Excellent and Free Drive Cloning Tools

I'm a long-time user of Drive Snapshot, a tool which allows you to make a backup copy of your computer's hard drive onto an external hard drive. It's a useful backup tool, distinguishing in that it makes a cloned copy of your hard drive without shutting your machine down - you can keep working while it's doing its stuff. That makes it practical to do frequent backups. Another distinguishing aspect is that the backed-up clone of your drive can be mounted as a virtual drive, so that you can recover specific files without having to go through some arduous restore routine. This program is a huge component of any system migration for me, and has more than once saved my bacon. Well worth the 39Euros (well under $60 currently) they're asking for it.

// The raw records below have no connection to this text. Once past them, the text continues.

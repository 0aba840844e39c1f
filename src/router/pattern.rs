//! Route pattern compilation and matching.
//!
//! Patterns are `/`-delimited templates. A segment of the form `:name` is a
//! named capture; a final `*` segment captures the remainder of the path; the
//! bare pattern `*` matches every path. Everything else must match the
//! corresponding request segment literally (case-sensitive).
//!
//! Matching is a single linear scan over the pre-tokenised segments producing
//! an ordered list of `(name, value)` pairs. No regex engine is involved, so a
//! literal pattern containing regex metacharacters (`/a.b`, `/c++`) behaves as
//! a plain string.

use std::sync::Arc;

use serde::Deserialize;
use smallvec::SmallVec;
use tracing::warn;

/// Maximum number of path parameters kept inline before spilling to the heap.
/// Micro-routes rarely exceed two or three captures.
pub const MAX_INLINE_PARAMS: usize = 8;

/// Ordered `(name, decoded value)` pairs captured by a pattern.
pub type ParamVec = SmallVec<[(Arc<str>, String); MAX_INLINE_PARAMS]>;

/// Name under which a trailing `*` segment exposes the rest of the path.
pub const WILDCARD_PARAM: &str = "*";

/// Characters a `:name` capture accepts from a request segment.
#[derive(Debug, Clone, Copy, PartialEq, Eq, Default, Deserialize)]
#[serde(rename_all = "lowercase")]
pub enum ParamCharset {
    /// ASCII letters, digits, underscore and hyphen
    Strict,
    /// `Strict` plus `+`, `%`, `;` and `&` (percent-encoded values need `%`)
    #[default]
    Extended,
}

impl ParamCharset {
    pub fn parse(s: &str) -> Self {
        match s.trim().to_lowercase().as_str() {
            "strict" => ParamCharset::Strict,
            _ => ParamCharset::Extended,
        }
    }

    #[inline]
    #[must_use]
    pub fn allows(self, c: char) -> bool {
        c.is_ascii_alphanumeric()
            || c == '_'
            || c == '-'
            || (self == ParamCharset::Extended && matches!(c, '+' | '%' | ';' | '&'))
    }
}

/// Outcome of testing one request path against one pattern.
#[derive(Debug, Clone, PartialEq, Eq)]
pub enum MatchResult {
    NoMatch,
    /// Matched without capturing anything
    Matched,
    /// Matched and captured at least one parameter
    Captured(ParamVec),
}

impl MatchResult {
    #[inline]
    #[must_use]
    pub fn is_match(&self) -> bool {
        !matches!(self, MatchResult::NoMatch)
    }

    /// Captured parameters, `None` unless the result is [`MatchResult::Captured`].
    #[must_use]
    pub fn into_params(self) -> Option<ParamVec> {
        match self {
            MatchResult::Captured(params) => Some(params),
            _ => None,
        }
    }
}

#[derive(Debug, Clone, PartialEq, Eq)]
enum Segment {
    Literal(Box<str>),
    Param(Arc<str>),
    Wildcard,
}

#[derive(Debug, Clone, PartialEq, Eq)]
enum PatternKind {
    CatchAll,
    Segments(Vec<Segment>),
}

/// An immutable, pre-tokenised route pattern.
#[derive(Debug, Clone, PartialEq, Eq)]
pub struct RoutePattern {
    source: Arc<str>,
    kind: PatternKind,
}

impl RoutePattern {
    /// Normalise and tokenise `pattern`.
    ///
    /// Trailing slashes are dropped (the root stays `/`), a missing leading
    /// slash is added, and an empty pattern becomes `/`.
    #[must_use]
    pub fn parse(pattern: &str) -> Self {
        let source = normalize_pattern(pattern);
        if source == "*" {
            return Self {
                source: Arc::from(source),
                kind: PatternKind::CatchAll,
            };
        }

        let raw: Vec<&str> = if source == "/" {
            Vec::new()
        } else {
            source[1..].split('/').collect()
        };
        let last = raw.len().saturating_sub(1);
        let segments = raw
            .iter()
            .enumerate()
            .map(|(i, seg)| {
                if *seg == "*" && i == last {
                    Segment::Wildcard
                } else if let Some(name) = seg.strip_prefix(':') {
                    if is_param_name(name) {
                        Segment::Param(Arc::from(name))
                    } else {
                        warn!(
                            pattern = %source,
                            segment = %seg,
                            "Segment starts with ':' but is not a valid parameter name; matching it literally"
                        );
                        Segment::Literal(Box::from(*seg))
                    }
                } else {
                    Segment::Literal(Box::from(*seg))
                }
            })
            .collect();

        Self {
            source: Arc::from(source),
            kind: PatternKind::Segments(segments),
        }
    }

    #[inline]
    #[must_use]
    pub fn as_str(&self) -> &str {
        &self.source
    }

    /// Shared handle on the normalised pattern text.
    #[must_use]
    pub fn source(&self) -> Arc<str> {
        Arc::clone(&self.source)
    }

    #[must_use]
    pub fn is_catch_all(&self) -> bool {
        self.kind == PatternKind::CatchAll
    }

    /// Names of the `:name` captures, in declaration order.
    pub fn param_names(&self) -> impl Iterator<Item = &str> {
        let segments: &[Segment] = match &self.kind {
            PatternKind::CatchAll => &[],
            PatternKind::Segments(segments) => segments,
        };
        segments.iter().filter_map(|s| match s {
            Segment::Param(name) => Some(name.as_ref()),
            _ => None,
        })
    }

    /// Test a normalised request path against this pattern.
    ///
    /// The match is anchored at both ends: `/users/:id` does not match
    /// `/users/42/extra`. Captured values are URL-decoded.
    #[must_use]
    pub fn matches(&self, path: &str, charset: ParamCharset) -> MatchResult {
        if *self.source == *path {
            return MatchResult::Matched;
        }
        match &self.kind {
            PatternKind::CatchAll => MatchResult::Matched,
            PatternKind::Segments(segments) => match_segments(segments, path, charset),
        }
    }

    /// Whether `path` lies under this pattern used as a prefix.
    ///
    /// The leading request segments must satisfy the pattern's segments with
    /// the same literal and `:name` rules as [`RoutePattern::matches`]; the
    /// match must end on a segment boundary, so `/api` covers `/api` and
    /// `/api/ping` but not `/apix`. Nothing is captured. The root pattern
    /// covers every path.
    #[must_use]
    pub fn matches_prefix(&self, path: &str, charset: ParamCharset) -> bool {
        let segments = match &self.kind {
            PatternKind::CatchAll => return true,
            PatternKind::Segments(segments) => segments,
        };
        let Some(rest) = path.strip_prefix('/') else {
            return false;
        };
        let mut actual = (!rest.is_empty()).then(|| rest.split('/')).into_iter().flatten();
        for segment in segments {
            match (segment, actual.next()) {
                (Segment::Wildcard, _) => return true,
                (Segment::Literal(literal), Some(value)) if value == &**literal => {}
                (Segment::Param(_), Some(value))
                    if !value.is_empty() && value.chars().all(|c| charset.allows(c)) => {}
                _ => return false,
            }
        }
        true
    }
}

impl std::fmt::Display for RoutePattern {
    fn fmt(&self, f: &mut std::fmt::Formatter<'_>) -> std::fmt::Result {
        f.write_str(&self.source)
    }
}

fn match_segments(segments: &[Segment], path: &str, charset: ParamCharset) -> MatchResult {
    let Some(rest) = path.strip_prefix('/') else {
        return MatchResult::NoMatch;
    };
    let actual: SmallVec<[&str; 16]> = if rest.is_empty() {
        SmallVec::new()
    } else {
        rest.split('/').collect()
    };

    let mut params = ParamVec::new();
    for (i, segment) in segments.iter().enumerate() {
        match segment {
            Segment::Wildcard => {
                let remainder = actual.get(i..).map(|s| s.join("/")).unwrap_or_default();
                params.push((Arc::from(WILDCARD_PARAM), decode_component(&remainder)));
                return MatchResult::Captured(params);
            }
            Segment::Literal(literal) => match actual.get(i) {
                Some(value) if *value == &**literal => {}
                _ => return MatchResult::NoMatch,
            },
            Segment::Param(name) => match actual.get(i) {
                Some(value) if !value.is_empty() && value.chars().all(|c| charset.allows(c)) => {
                    params.push((Arc::clone(name), decode_component(value)));
                }
                _ => return MatchResult::NoMatch,
            },
        }
    }

    if segments.len() != actual.len() {
        return MatchResult::NoMatch;
    }
    if params.is_empty() {
        MatchResult::Matched
    } else {
        MatchResult::Captured(params)
    }
}

fn is_param_name(name: &str) -> bool {
    !name.is_empty() && name.chars().all(|c| c.is_ascii_alphanumeric() || c == '_')
}

/// Decode a captured value: `+` becomes a space and `%XX` escapes are
/// resolved. Invalid UTF-8 is replaced rather than rejected.
#[must_use]
pub fn decode_component(raw: &str) -> String {
    let spaced = raw.replace('+', " ");
    let bytes = urlencoding::decode_binary(spaced.as_bytes());
    String::from_utf8_lossy(&bytes).into_owned()
}

/// Normalise a request URI into a matchable path: query string and fragment
/// are dropped, a leading slash is guaranteed and trailing slashes are removed
/// except for the root.
#[must_use]
pub fn normalize_path(uri: &str) -> String {
    let end = uri.find(['?', '#']).unwrap_or(uri.len());
    let trimmed = uri[..end].trim_end_matches('/');
    if trimmed.is_empty() {
        "/".to_string()
    } else if trimmed.starts_with('/') {
        trimmed.to_string()
    } else {
        format!("/{trimmed}")
    }
}

/// Normalise a declared pattern. `*` is kept as the catch-all sentinel.
#[must_use]
pub fn normalize_pattern(pattern: &str) -> String {
    let pattern = pattern.trim();
    if pattern == "*" {
        return pattern.to_string();
    }
    normalize_path_segments(pattern)
}

fn normalize_path_segments(pattern: &str) -> String {
    let trimmed = pattern.trim_end_matches('/');
    if trimmed.is_empty() {
        "/".to_string()
    } else if trimmed.starts_with('/') {
        trimmed.to_string()
    } else {
        format!("/{trimmed}")
    }
}

/// Normalise a group or mount prefix to `/segment` form; `/` and the empty
/// string normalise to no prefix at all.
#[must_use]
pub fn normalize_prefix(prefix: &str) -> String {
    let trimmed = prefix.trim().trim_matches('/');
    if trimmed.is_empty() {
        String::new()
    } else {
        format!("/{trimmed}")
    }
}

/// Compose a prefix (already normalised) with a locally declared pattern.
///
/// A local `*` under a prefix becomes `<prefix>/*`, so a catch-all declared
/// inside a group stays within that group.
#[must_use]
pub fn join_pattern(prefix: &str, local: &str) -> String {
    let local = local.trim();
    if prefix.is_empty() {
        return normalize_pattern(local);
    }
    if local == "*" {
        return format!("{prefix}/*");
    }
    if local.is_empty() || local.starts_with('/') {
        normalize_path_segments(&format!("{prefix}{local}"))
    } else {
        normalize_path_segments(&format!("{prefix}/{local}"))
    }
}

I've just become aware of a tool called Clonezilla, which is free on a GPL license. I haven't used it yet, but while it doesn't offer some of the features of Drive Snapshot (the "keep working" and "mount as virtual drive" aspects), it does offer free cloning of your hard drive for backup or transfer purposes. Another thing it offers, which Drive Snapshot does not, is the ability to "multicast". If you are putting a bunch of essentially identical machines into use, rather than install all that software on every one, you would build one machine, test it thoroughly, clone it, and then multicast that out to all the rest. In the example cited on the Clonezilla website, it took only about 10 minutes to clone a 5.6 GBytes system image to 41 computers simultaneously. There is also software available to correctly differentiate all those machines so that they can properly be added to the network.

I'll probably continue to use Drive Snapshot for my tasks, but there are situations where Clonezilla would be superior, especially when deploying a bunch of machines. It can also be used to remotely "push" a clone out, which could be useful if you're in a school or church environment. If you have a lab where you'd like to refresh all the computers nightly or once a week (undoing any changes made by users, either mischievous or unwitting), or kiosks in the foyer where you'd like to either refresh these to undo damage or put up new content, Clonezilla could make your life significantly easier. And of course, free is a really good price!

Tuesday, November 4, 2008

Compact Printable Calendar and other Productivity Tools

Just found this site from designer David Seah. What attracted my attention was his compact printable calendar - a template you load into Excel or the spreadsheet of your choice to create your ideal customized calendar. On the site you'll find templates pre-loaded with holidays for various countries, now updated with the 2009 calendars. I could see this being used for calendar inserts to church bulletins, bookmarks, etc.

From the look of it, though, there's a lot more available on his site, including his "printable CEO" series of materials. Well worth checking out!